Age Called Blue

Age Called Blue

I’d been looking forward to seeing the work of est em, since she was recommended by Matt Thorn, and I need to expose myself to more of the best yaoi. Age Called Blue (published by Netcomics) had an immediately gripping hook — it’s about wannabe rockers, British guys struggling to make a go of music.

Unfortunately, my entrance into the book was stymied by the atrocious computer lettering. It’s so wrong for the passionate material that I kept being reminded I was reading a translation, and a cheaply done one at that, judging by appearance.

The book contains six stories about Nick and Billy, young roommates in a band together, as well as two unrelated tales. I very much appreciated the context of the story, which begins with notice that Billy’s inspiration, Pete Brian of the Rebels, had died. The death of a rock star is a potent metaphor, an experience that most readers have had, where someone you didn’t know but who greatly influenced your life (and maybe what you wanted to be) had passed. Since this is fiction, Billy gets to meet Joe, Rebels guitarist, as a result.

Age Called Blue

But the core of the book is the dysfunctional relationship between Nick and Billy. In the first story, Billy is disheartedly shopping for groceries when Nick sheepishly reappears. Nick had stolen Billy’s money and guitar to pay off debts, as well as being beaten up by his creditors. In short, he’s the classic “bad boy” irresponsible musician. (A character type I admit I have little patience for; I don’t understand why anyone would indulge and enable such an erratic person, no matter what talent he might have.)

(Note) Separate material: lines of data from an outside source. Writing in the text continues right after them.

fn render_cell(page: &MonthPage, cell: &DayCell) -> String {
    let key = &cell.key;
    let color = cell.entry.resolved_color();
    let mut classes = vec!["cell"];
    if !cell.in_month {
        classes.push("outside");
    }
    if cell.is_today {
        classes.push("today");
    }
    let background = if cell.in_month { color.swatch() } else { "#f9fafb" };
    let id = if cell.is_today { " id=\"today-cell\"" } else { "" };
    let weekday = WEEKDAY_NAMES[cell.date.weekday().num_days_from_sunday() as usize];

    let mut html = format!(
        "<div class=\"{}\"{id} style=\"background:{background}\">\
         <div class=\"cell-head\"><span class=\"date\"><span class=\"dow\">{weekday}</span> {}</span>",
        classes.join(" "),
        cell.date.day(),
    );

    if cell.in_month {
        html.push_str(&render_controls(page, cell, color));
    }
    html.push_str("</div><ul class=\"logs\">");

    for log in &cell.entry.logs {
        if !cell.in_month {
            html.push_str(&format!("<li><span class=\"text\">{}</span></li>", escape(&log.text)));
            continue;
        }
        html.push_str(&format!(
            "<li><form method=\"post\" action=\"/days/{key}/logs/{id}\">\
             <textarea name=\"text\" rows=\"{rows}\" spellcheck=\"false\" onchange=\"this.form.submit()\">{text}</textarea></form>\
             <form method=\"post\" action=\"/days/{key}/logs/{id}/delete\">\
             <button class=\"icon\" title=\"Delete entry\">&times;</button></form></li>",
            id = escape(&log.id),
            rows = (log.text.chars().count().div_ceil(30)).clamp(1, 4),
            text = escape(&log.text),
        ));
    }
    html.push_str("</ul>");

    if !cell.entry.images.is_empty() {
        html.push_str("<div class=\"thumbs\">");
        for (index, image) in cell.entry.images.iter().enumerate() {
            html.push_str(&format!(
                "<a href=\"{}&amp;view={key}&amp;image={index}\"><img src=\"{}\" alt=\"Photo {}\" /></a>",
                month_url(page.year, page.month),
                escape(image),
                index + 1,
            ));
        }
        html.push_str("</div>");
    }

    if cell.in_month {
        html.push_str(&format!(
            "<form class=\"add\" method=\"post\" action=\"/days/{key}/logs\">\
             <input type=\"text\" name=\"text\" placeholder=\"Add entry...\" autocomplete=\"off\" />\
             <button class=\"icon\" title=\"Add entry\">+</button></form>"
        ));
    }
    html.push_str("</div>");
    html
}

fn render_controls(page: &MonthPage, cell: &DayCell, color: Color) -> String {
    let key = &cell.key;
    let weight = escape(cell.entry.weight.as_deref().unwrap_or_default());
    let mut html = format!(
        "<div class=\"controls\"><form class=\"weight\" method=\"post\" action=\"/days/{key}/weight\">\
         <input type=\"text\" name=\"weight\" value=\"{weight}\" placeholder=\"#\" title=\"Track weight\" \
         onchange=\"this.form.submit()\" /></form>"
    );

    if cell.uploading {
        html.push_str("<span class=\"spinner\" title=\"Processing photos\">&hellip;</span>");
    } else {
        html.push_str(&format!(
            "<form class=\"upload\" method=\"post\" action=\"/days/{key}/images\" enctype=\"multipart/form-data\">\
             <label class=\"icon\" title=\"Attach photos\">&#128247;\
             <input type=\"file\" name=\"images\" accept=\"image/*\" multiple onchange=\"this.form.submit()\" />\
             </label></form>"
        ));
    }

    let mut toggled = page.picker.clone();
    toggled.toggle(key);
    let toggle_url = match toggled.open_for() {
        Some(open) => format!("{}&amp;picker={open}", month_url(page.year, page.month)),
        None => month_url(page.year, page.month),
    };
    html.push_str(&format!(
        "<a class=\"icon palette\" href=\"{toggle_url}\" title=\"Color code this day\">&#127912;</a>"
    ));

    if page.picker.is_open_for(key) {
        html.push_str("<div class=\"picker\">");
        for option in Color::iter() {
            let selected = if option == color { " selected" } else { "" };
            html.push_str(&format!(
                "<form method=\"post\" action=\"/days/{key}/color\">\
                 <input type=\"hidden\" name=\"color\" value=\"{id}\" />\
                 <button class=\"swatch{selected}\" style=\"background:{swatch}\" title=\"{label}\"></button></form>",
                id = option.id(),
                swatch = option.swatch(),
                label = option.label(),
            ));
        }
        html.push_str("</div>");
    }
    html.push_str("</div>");
    html
}

fn render_viewer(page: &MonthPage) -> String {
    let ImageViewer::Showing { date_key, index } = &page.viewer else {
        return String::new();
    };
    let Some(image) = page
        .cells
        .iter()
        .find(|cell| &cell.key == date_key)
        .and_then(|cell| cell.entry.images.get(*index))
    else {
        return String::new();
    };
    let close = month_url(page.year, page.month);
    format!(
        "<div class=\"viewer\"><a class=\"backdrop\" href=\"{close}\" aria-label=\"Close\"></a>\
         <figure><img src=\"{}\" alt=\"Photo\" />\
         <figcaption><a href=\"{close}\">Close</a>\
         <form method=\"post\" action=\"/days/{date_key}/images/{index}/delete\"><button>Remove photo</button></form>\
         </figcaption></figure></div>",
        escape(image),
    )
}

fn escape(raw: &str) -> String {
    let mut out = String::with_capacity(raw.len());
    for ch in raw.chars() {
        match ch {
            '&' => out.push_str("&amp;"),
            '<' => out.push_str("&lt;"),
            '>' => out.push_str("&gt;"),
            '"' => out.push_str("&quot;"),
            '\'' => out.push_str("&#39;"),
            _ => out.push(ch),
        }
    }
    out
}
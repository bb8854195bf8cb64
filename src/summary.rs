//! Month summaries from the Gemini `generateContent` REST endpoint.

use crate::config::GeminiConfig;
use crate::images::split_data_uri;
use crate::models::{EntriesMap, EntryData, MonthSummary};
use serde::{Deserialize, Serialize};
use serde_json::json;
use thiserror::Error;
use tracing::{error, warn};

#[derive(Debug, Error)]
pub enum SummaryError {
    #[error("No entries found for this month to analyze.")]
    NoEntries,
    #[error("summaries are not configured; set GEMINI_API_KEY")]
    NotConfigured,
    #[error("summary request failed: {0}")]
    Transport(#[from] reqwest::Error),
    #[error("summary service returned {status}: {body}")]
    Api { status: u16, body: String },
    #[error("summary service returned no text")]
    EmptyResponse,
    #[error("could not parse summary: {0}")]
    Parse(#[from] serde_json::Error),
}

const INSTRUCTIONS: &str = "You are a helpful personal productivity and wellness assistant.
I will provide you with my calendar journal entries for {MONTH} {YEAR}.
Some entries have multiple text logs, some have weight logs, and some have attached images.

Please analyze them and provide:
1. A brief summary of my month (3-4 sentences).
2. An assessment of my general mood, focus, and physical trends (if weight or visual body checks are present).
3. Three actionable tips for next month based on what I tracked.

Here are the entries:";

#[derive(Debug, Serialize, PartialEq)]
#[serde(rename_all = "camelCase")]
pub enum Part {
    Text(String),
    InlineData {
        #[serde(rename = "mimeType")]
        mime_type: String,
        data: String,
    },
}

/// Entries of one month that have anything worth summarizing, in date order.
pub fn month_entries(entries: &EntriesMap, year: i32, month: u32) -> Vec<(String, EntryData)> {
    let prefix = format!("{year:04}-{:02}-", month + 1);
    entries
        .range(prefix.clone()..)
        .take_while(|(key, _)| key.starts_with(&prefix))
        .filter(|(_, entry)| entry.has_content())
        .map(|(key, entry)| (key.clone(), entry.clone()))
        .collect()
}

pub fn build_parts(month_name: &str, year: i32, entries: &[(String, EntryData)]) -> Vec<Part> {
    let mut parts = vec![Part::Text(
        INSTRUCTIONS
            .replace("{MONTH}", month_name)
            .replace("{YEAR}", &year.to_string()),
    )];

    for (date, entry) in entries {
        let mut text = format!("\nDate: {date}\n");
        if !entry.logs.is_empty() {
            text.push_str("Journal Entries:\n");
            for log in &entry.logs {
                text.push_str(&format!("- {}\n", log.text));
            }
        }
        if let Some(weight) = entry.weight.as_deref().filter(|w| !w.trim().is_empty()) {
            text.push_str(&format!("Weight: {weight}\n"));
        }
        parts.push(Part::Text(text));

        for image in &entry.images {
            match split_data_uri(image) {
                Some((mime, data)) => parts.push(Part::InlineData {
                    mime_type: mime.to_string(),
                    data: data.to_string(),
                }),
                None => warn!(%date, "skipping image that is not a data URI"),
            }
        }
    }
    parts
}

pub fn request_body(parts: Vec<Part>) -> serde_json::Value {
    json!({
        "contents": [{ "parts": parts }],
        "generationConfig": {
            "responseMimeType": "application/json",
            "responseSchema": {
                "type": "OBJECT",
                "properties": {
                    "summary": { "type": "STRING" },
                    "mood": { "type": "STRING" },
                    "tips": { "type": "ARRAY", "items": { "type": "STRING" } }
                },
                "required": ["summary", "mood", "tips"]
            }
        }
    })
}

#[derive(Debug, Deserialize)]
struct GenerateResponse {
    #[serde(default)]
    candidates: Vec<Candidate>,
}

#[derive(Debug, Deserialize)]
struct Candidate {
    content: Option<CandidateContent>,
}

#[derive(Debug, Deserialize)]
struct CandidateContent {
    #[serde(default)]
    parts: Vec<CandidatePart>,
}

#[derive(Debug, Deserialize)]
struct CandidatePart {
    text: Option<String>,
}

pub fn parse_response(body: &str) -> Result<MonthSummary, SummaryError> {
    let response: GenerateResponse = serde_json::from_str(body)?;
    let text: String = response
        .candidates
        .into_iter()
        .next()
        .and_then(|candidate| candidate.content)
        .map(|content| content.parts.into_iter().filter_map(|part| part.text).collect())
        .unwrap_or_default();
    if text.trim().is_empty() {
        return Err(SummaryError::EmptyResponse);
    }
    Ok(serde_json::from_str(&text)?)
}

#[derive(Debug, Clone)]
pub struct GeminiClient {
    http: reqwest::Client,
    config: GeminiConfig,
}

impl GeminiClient {
    pub fn new(http: reqwest::Client, config: GeminiConfig) -> Self {
        Self { http, config }
    }

    pub async fn summarize(
        &self,
        month_name: &str,
        year: i32,
        entries: &[(String, EntryData)],
    ) -> Result<MonthSummary, SummaryError> {
        if entries.is_empty() {
            return Err(SummaryError::NoEntries);
        }

        let url = format!(
            "{}/v1beta/models/{}:generateContent",
            self.config.base_url, self.config.model
        );
        let response = self
            .http
            .post(url)
            .header("x-goog-api-key", &self.config.api_key)
            .json(&request_body(build_parts(month_name, year, entries)))
            .send()
            .await?;

        let status = response.status();
        let body = response.text().await?;
        if !status.is_success() {
            error!("summary request failed with {status}");
            return Err(SummaryError::Api {
                status: status.as_u16(),
                body,
            });
        }
        parse_response(&body)
    }
}
//! Audit events.
//!
//! Every registry mutation, shift registration and export emits an
//! [`AuditEvent`] to the [`AuditSink`] the caller passes in. Emission is
//! fire-and-forget: sinks never return errors and never block the primary
//! operation.

use std::sync::Mutex;

use serde::{Deserialize, Serialize};
use tracing::info;

/// What happened.
#[derive(Debug, Clone, Copy, PartialEq, Eq, Hash, Serialize, Deserialize)]
#[serde(rename_all = "snake_case")]
pub enum AuditAction {
    /// A company was registered.
    CompanyRegistered,
    /// A company was edited (and reactivated).
    CompanyUpdated,
    /// A company was activated or deactivated.
    CompanyStatusToggled,
    /// A driver was registered.
    DriverRegistered,
    /// A driver was edited (and reactivated).
    DriverUpdated,
    /// A driver was activated or deactivated.
    DriverStatusToggled,
    /// A shift was appended to the ledger.
    ShiftRegistered,
    /// Shift records were exported.
    ShiftsExported,
}

impl std::fmt::Display for AuditAction {
    fn fmt(&self, f: &mut std::fmt::Formatter<'_>) -> std::fmt::Result {
        let label = match self {
            AuditAction::CompanyRegistered => "company_registered",
            AuditAction::CompanyUpdated => "company_updated",
            AuditAction::CompanyStatusToggled => "company_status_toggled",
            AuditAction::DriverRegistered => "driver_registered",
            AuditAction::DriverUpdated => "driver_updated",
            AuditAction::DriverStatusToggled => "driver_status_toggled",
            AuditAction::ShiftRegistered => "shift_registered",
            AuditAction::ShiftsExported => "shifts_exported",
        };
        f.write_str(label)
    }
}

/// One audit event.
#[derive(Debug, Clone, PartialEq, Eq, Serialize, Deserialize)]
pub struct AuditEvent {
    /// What happened.
    pub action: AuditAction,
    /// Username of the acting user.
    pub actor: String,
    /// Human-readable details.
    pub details: String,
}

impl AuditEvent {
    /// Creates an event.
    pub fn new(action: AuditAction, actor: impl Into<String>, details: impl Into<String>) -> Self {
        Self {
            action,
            actor: actor.into(),
            details: details.into(),
        }
    }
}

/// Receives audit events.
pub trait AuditSink: Send + Sync {
    /// Records an event. Must not panic or block on failure.
    fn emit(&self, event: AuditEvent);
}

/// Emits audit events as `tracing` events on the `audit` target.
#[derive(Debug, Clone, Copy, Default)]
pub struct TracingAuditSink;

impl AuditSink for TracingAuditSink {
    fn emit(&self, event: AuditEvent) {
        info!(
            target: "audit",
            action = %event.action,
            actor = %event.actor,
            details = %event.details,
            "Audit event"
        );
    }
}

/// Keeps audit events in memory.
#[derive(Debug, Default)]
pub struct MemoryAuditSink {
    events: Mutex<Vec<AuditEvent>>,
}

impl MemoryAuditSink {
    /// Creates an empty sink.
    pub fn new() -> Self {
        Self::default()
    }

    /// Returns a copy of the recorded events, oldest first.
    pub fn events(&self) -> Vec<AuditEvent> {
        self.events
            .lock()
            .map(|events| events.clone())
            .unwrap_or_default()
    }
}

impl AuditSink for MemoryAuditSink {
    fn emit(&self, event: AuditEvent) {
        // A poisoned sink drops the event rather than failing the caller.
        if let Ok(mut events) = self.events.lock() {
            events.push(event);
        }
    }
}
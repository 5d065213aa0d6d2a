//! Company and driver registries.
//!
//! Both registries share one lifecycle: entries are registered from
//! validated drafts, edited (which always reactivates them), toggled between
//! active and inactive, and never deleted. [`Registry`] implements that
//! lifecycle once over any [`RegistryEntry`].
//!
//! Every mutation holds the registry's write lock across the whole
//! load → modify → persist cycle, so concurrent edits cannot overwrite each
//! other.

mod company;
mod driver;

use std::marker::PhantomData;
use std::sync::{Arc, Mutex};

use tracing::info;

use crate::audit::{AuditAction, AuditEvent, AuditSink};
use crate::error::{EngineError, EngineResult};
use crate::models::{Company, Driver, Status};
use crate::store::BillingStore;

/// Registry of delivery companies.
pub type CompanyRegistry = Registry<Company>;

/// Registry of drivers.
pub type DriverRegistry = Registry<Driver>;

/// An entity kept by a [`Registry`].
pub trait RegistryEntry: Clone + Send + Sync + 'static {
    /// Entity label used in errors and logs ("company", "driver").
    const ENTITY: &'static str;
    /// Audit action for a registration.
    const REGISTERED: AuditAction;
    /// Audit action for an edit.
    const UPDATED: AuditAction;
    /// Audit action for a status toggle.
    const TOGGLED: AuditAction;

    /// User-entered data the entity is validated from.
    type Draft;

    /// Unique name.
    fn name(&self) -> &str;
    /// Current lifecycle status.
    fn status(&self) -> Status;
    /// Sets the lifecycle status.
    fn set_status(&mut self, status: Status);
    /// Validates a draft into an active entity.
    fn from_draft(draft: Self::Draft) -> EngineResult<Self>;
    /// Short description for audit details.
    fn summary(&self) -> String;

    /// Loads the whole collection from the store.
    fn load(store: &dyn BillingStore) -> EngineResult<Vec<Self>>;
    /// Persists the whole collection to the store.
    fn persist(store: &dyn BillingStore, entries: &[Self]) -> EngineResult<()>;
}

/// A soft-delete registry over a [`BillingStore`].
pub struct Registry<E: RegistryEntry> {
    store: Arc<dyn BillingStore>,
    write_lock: Mutex<()>,
    _entry: PhantomData<fn() -> E>,
}

impl<E: RegistryEntry> Registry<E> {
    /// Creates a registry over the given store.
    pub fn new(store: Arc<dyn BillingStore>) -> Self {
        Self {
            store,
            write_lock: Mutex::new(()),
            _entry: PhantomData,
        }
    }

    /// Registers a new entry.
    ///
    /// # Errors
    ///
    /// - [`EngineError::InvalidField`] when the draft does not validate
    /// - [`EngineError::DuplicateName`] when any entry, active or not,
    ///   already has the name
    /// - [`EngineError::Persistence`] when the store fails
    pub fn register(
        &self,
        draft: E::Draft,
        actor: &str,
        audit: &dyn AuditSink,
    ) -> EngineResult<E> {
        let entry = E::from_draft(draft)?;

        let _guard = self.lock()?;
        let mut entries = E::load(self.store.as_ref())?;
        if entries.iter().any(|e| e.name() == entry.name()) {
            return Err(EngineError::DuplicateName {
                entity: E::ENTITY.to_string(),
                name: entry.name().to_string(),
            });
        }

        entries.push(entry.clone());
        E::persist(self.store.as_ref(), &entries)?;

        info!(entity = E::ENTITY, name = %entry.name(), actor = %actor, "Registered");
        audit.emit(AuditEvent::new(E::REGISTERED, actor, entry.summary()));
        Ok(entry)
    }

    /// Replaces the entry named `name` with the validated draft.
    ///
    /// The draft may rename the entry. The result is always active.
    ///
    /// # Errors
    ///
    /// - [`EngineError::NotFound`] when no entry is named `name`
    /// - [`EngineError::DuplicateName`] when renaming onto another entry
    /// - [`EngineError::InvalidField`] / [`EngineError::Persistence`] as for
    ///   [`Registry::register`]
    pub fn update(
        &self,
        name: &str,
        draft: E::Draft,
        actor: &str,
        audit: &dyn AuditSink,
    ) -> EngineResult<E> {
        let mut updated = E::from_draft(draft)?;
        updated.set_status(Status::Active);

        let _guard = self.lock()?;
        let mut entries = E::load(self.store.as_ref())?;
        let index = Self::position(&entries, name)?;

        let clashes = entries
            .iter()
            .enumerate()
            .any(|(i, e)| i != index && e.name() == updated.name());
        if clashes {
            return Err(EngineError::DuplicateName {
                entity: E::ENTITY.to_string(),
                name: updated.name().to_string(),
            });
        }

        entries[index] = updated.clone();
        E::persist(self.store.as_ref(), &entries)?;

        info!(
            entity = E::ENTITY,
            name = %name,
            new_name = %updated.name(),
            actor = %actor,
            "Updated"
        );
        audit.emit(AuditEvent::new(E::UPDATED, actor, updated.summary()));
        Ok(updated)
    }

    /// Flips the entry between active and inactive and returns it.
    pub fn toggle_status(&self, name: &str, actor: &str, audit: &dyn AuditSink) -> EngineResult<E> {
        let _guard = self.lock()?;
        let mut entries = E::load(self.store.as_ref())?;
        let index = Self::position(&entries, name)?;

        let status = entries[index].status().toggled();
        entries[index].set_status(status);
        E::persist(self.store.as_ref(), &entries)?;

        let entry = entries.swap_remove(index);
        info!(entity = E::ENTITY, name = %name, status = %status, actor = %actor, "Status toggled");
        audit.emit(AuditEvent::new(
            E::TOGGLED,
            actor,
            format!("{} is now {}", entry.name(), status),
        ));
        Ok(entry)
    }

    /// Every entry, including inactive ones, in registration order.
    pub fn list_all(&self) -> EngineResult<Vec<E>> {
        E::load(self.store.as_ref())
    }

    /// Active entries only, in registration order.
    pub fn list_active(&self) -> EngineResult<Vec<E>> {
        let mut entries = self.list_all()?;
        entries.retain(|e| e.status().is_active());
        Ok(entries)
    }

    /// The entry named `name`, whatever its status.
    pub fn find(&self, name: &str) -> EngineResult<E> {
        self.list_all()?
            .into_iter()
            .find(|e| e.name() == name)
            .ok_or_else(|| EngineError::not_found(E::ENTITY, name))
    }

    /// The entry named `name`, if it is active.
    pub fn find_active(&self, name: &str) -> EngineResult<E> {
        self.list_active()?
            .into_iter()
            .find(|e| e.name() == name)
            .ok_or_else(|| EngineError::not_found(E::ENTITY, name))
    }

    fn position(entries: &[E], name: &str) -> EngineResult<usize> {
        entries
            .iter()
            .position(|e| e.name() == name)
            .ok_or_else(|| EngineError::not_found(E::ENTITY, name))
    }

    fn lock(&self) -> EngineResult<std::sync::MutexGuard<'_, ()>> {
        self.write_lock
            .lock()
            .map_err(|_| EngineError::persistence(E::ENTITY, "registry lock poisoned"))
    }
}
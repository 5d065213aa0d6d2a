//! Core data models for the diária ledger engine.
//!
//! This module contains the registry entities (companies and drivers), the
//! shift records kept by the ledger, and the users that act on them.

mod company;
mod driver;
mod shift_record;
mod status;
mod user;

pub use company::{BillingMode, Company, CompanyDraft, MinimumGuaranteed, RatePair};
pub use driver::{Driver, DriverDraft};
pub use shift_record::{LedgerTotals, ShiftCandidate, ShiftListing, ShiftRecord};
pub use status::Status;
pub use user::{Role, User};
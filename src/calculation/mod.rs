//! Rate resolution for shift records.
//!
//! This module turns a company's billing plan and a shift interval into the
//! amounts charged to the company and paid to the driver: override-day
//! detection and rate-pair selection live in `day_detection`, the amount
//! computation in `rate_resolver`.

mod day_detection;
mod rate_resolver;

pub use day_detection::{
    MissingOverridePolicy, RateSelection, RateSource, select_rate_pair, shift_weekday,
};
pub use rate_resolver::{RateResolution, resolve, resolve_with_policy, shift_hours};
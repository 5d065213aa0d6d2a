//! Configuration types for the ledger engine.
//!
//! This module contains the strongly-typed configuration structures that
//! are deserialized from YAML configuration files.

use std::collections::HashMap;
use std::path::PathBuf;

use serde::Deserialize;

use crate::calculation::MissingOverridePolicy;
use crate::models::User;

/// Engine settings from `settings.yaml`.
#[derive(Debug, Clone, PartialEq, Eq, Deserialize)]
pub struct EngineSettings {
    /// Directory the JSON file store keeps its collections in.
    pub data_dir: PathBuf,
    /// What to do when a shift falls on an override weekday but the company
    /// has no weekend rates.
    #[serde(default)]
    pub missing_override_policy: MissingOverridePolicy,
}

impl Default for EngineSettings {
    fn default() -> Self {
        Self {
            data_dir: PathBuf::from("data"),
            missing_override_policy: MissingOverridePolicy::default(),
        }
    }
}

/// Users file structure from `users.yaml`.
#[derive(Debug, Clone, Deserialize)]
pub struct UsersConfig {
    /// Every known user.
    pub users: Vec<User>,
}

/// Lookup of configured users by username.
#[derive(Debug, Clone, Default)]
pub struct UserDirectory {
    users: HashMap<String, User>,
}

impl UserDirectory {
    /// Builds a directory, returning the first duplicated username on clash.
    pub fn from_users(users: Vec<User>) -> Result<Self, String> {
        let mut by_name = HashMap::with_capacity(users.len());
        for user in users {
            let username = user.username.clone();
            if by_name.insert(username.clone(), user).is_some() {
                return Err(username);
            }
        }
        Ok(Self { users: by_name })
    }

    /// The user with this username.
    pub fn find(&self, username: &str) -> Option<&User> {
        self.users.get(username)
    }

    /// The user with this username, if the stored hash matches.
    ///
    /// Hashes are compared as opaque strings; hashing happens upstream.
    pub fn authenticate(&self, username: &str, password_hash: &str) -> Option<&User> {
        self.find(username)
            .filter(|user| !user.password_hash.is_empty() && user.password_hash == password_hash)
    }

    /// Every user, sorted by username.
    pub fn users(&self) -> Vec<&User> {
        let mut users: Vec<&User> = self.users.values().collect();
        users.sort_by(|a, b| a.username.cmp(&b.username));
        users
    }

    /// Number of configured users.
    pub fn len(&self) -> usize {
        self.users.len()
    }

    /// Returns true when no users are configured.
    pub fn is_empty(&self) -> bool {
        self.users.is_empty()
    }
}

#[cfg(test)]
mod tests {
    use super::*;
    use crate::models::Role;
    use std::collections::BTreeSet;

    fn user(username: &str, hash: &str) -> User {
        User {
            username: username.to_string(),
            password_hash: hash.to_string(),
            role: Role::Supervisor,
            linked_companies: BTreeSet::new(),
        }
    }

    #[test]
    fn test_settings_default_policy_is_fallback() {
        let settings: EngineSettings = serde_yaml::from_str("data_dir: /var/lib/diarias\n").unwrap();
        assert_eq!(settings.data_dir, PathBuf::from("/var/lib/diarias"));
        assert_eq!(
            settings.missing_override_policy,
            MissingOverridePolicy::FallBackToDefault
        );
    }

    #[test]
    fn test_settings_reject_policy() {
        let settings: EngineSettings =
            serde_yaml::from_str("data_dir: data\nmissing_override_policy: reject\n").unwrap();
        assert_eq!(settings.missing_override_policy, MissingOverridePolicy::Reject);
    }

    #[test]
    fn test_directory_rejects_duplicates() {
        let result = UserDirectory::from_users(vec![user("ana", "x"), user("ana", "y")]);
        assert_eq!(result.unwrap_err(), "ana");
    }

    #[test]
    fn test_authenticate() {
        let directory =
            UserDirectory::from_users(vec![user("ana", "abc123"), user("bia", "")]).unwrap();
        assert!(directory.authenticate("ana", "abc123").is_some());
        assert!(directory.authenticate("ana", "wrong").is_none());
        assert!(directory.authenticate("ghost", "abc123").is_none());
        // An empty stored hash never authenticates.
        assert!(directory.authenticate("bia", "").is_none());
        assert!(directory.find("bia").is_some());
    }

    #[test]
    fn test_users_sorted() {
        let directory =
            UserDirectory::from_users(vec![user("zeca", "1"), user("ana", "2")]).unwrap();
        let names: Vec<&str> = directory.users().iter().map(|u| u.username.as_str()).collect();
        assert_eq!(names, vec!["ana", "zeca"]);
        assert_eq!(directory.len(), 2);
    }
}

Throughout the story series, Billy struggles with his feelings for Nick, his loyalty to the band, his love of making music, and his frustration with Nick’s immaturity and absences. The art is well-suited to the subject, with attractive but edgy rock guys demonstrating emotion. (You can see samples in this Hooded Utilitarian review.) It’s better as individual images, though, with me sometimes being a little lost in what’s happening between the panels, and some of the backgrounds are very sparse or missing altogether. I was also disappointed with the introduction of the “unexpectedly tragic extreme event” which I find is more common in manga than American comic storytelling. To my eyes, this kind of plot device comes out of nowhere to provide emotional punch that feels undeserved and out of place in the rest of the story.

Seduce Me After The Show

Still, this is striking work, the more so because it explores an area that should be more common in manga romances: the excitement of music. Later chapters show more about Pete and Joe, in flashback, as is the story of how Nick and Billy first met. The last two stories tell of a painter and his nude model, in a piece I found the most “yaoi-like” of the set, and of two cosmonauts, with one left behind. It’s unfortunate that it’s black and white, since the color blue has a prominent place in the last two.

The flashback story from Age Called Blue in which Joe and Billy meet is told from a different perspective as one of the chapters in Seduce Me After The Show, another est em yaoi collection, this time from defunct publisher Deux. I liked the chapter as an introduction to Age Called Blue, since it made Billy seem like a more independent character, without seeing his acceptance of Nick’s abuse, but the other stories — about a dancer who takes up with a Hollywood actor, or a blocked painter, or a festival performer who left for the big city — didn’t affect me as much. (The cats as people I just found weird.) Strangely, they seem more accomplished in art, although Seduce Me After The Show is an earlier work. Perhaps it’s just better reproduction.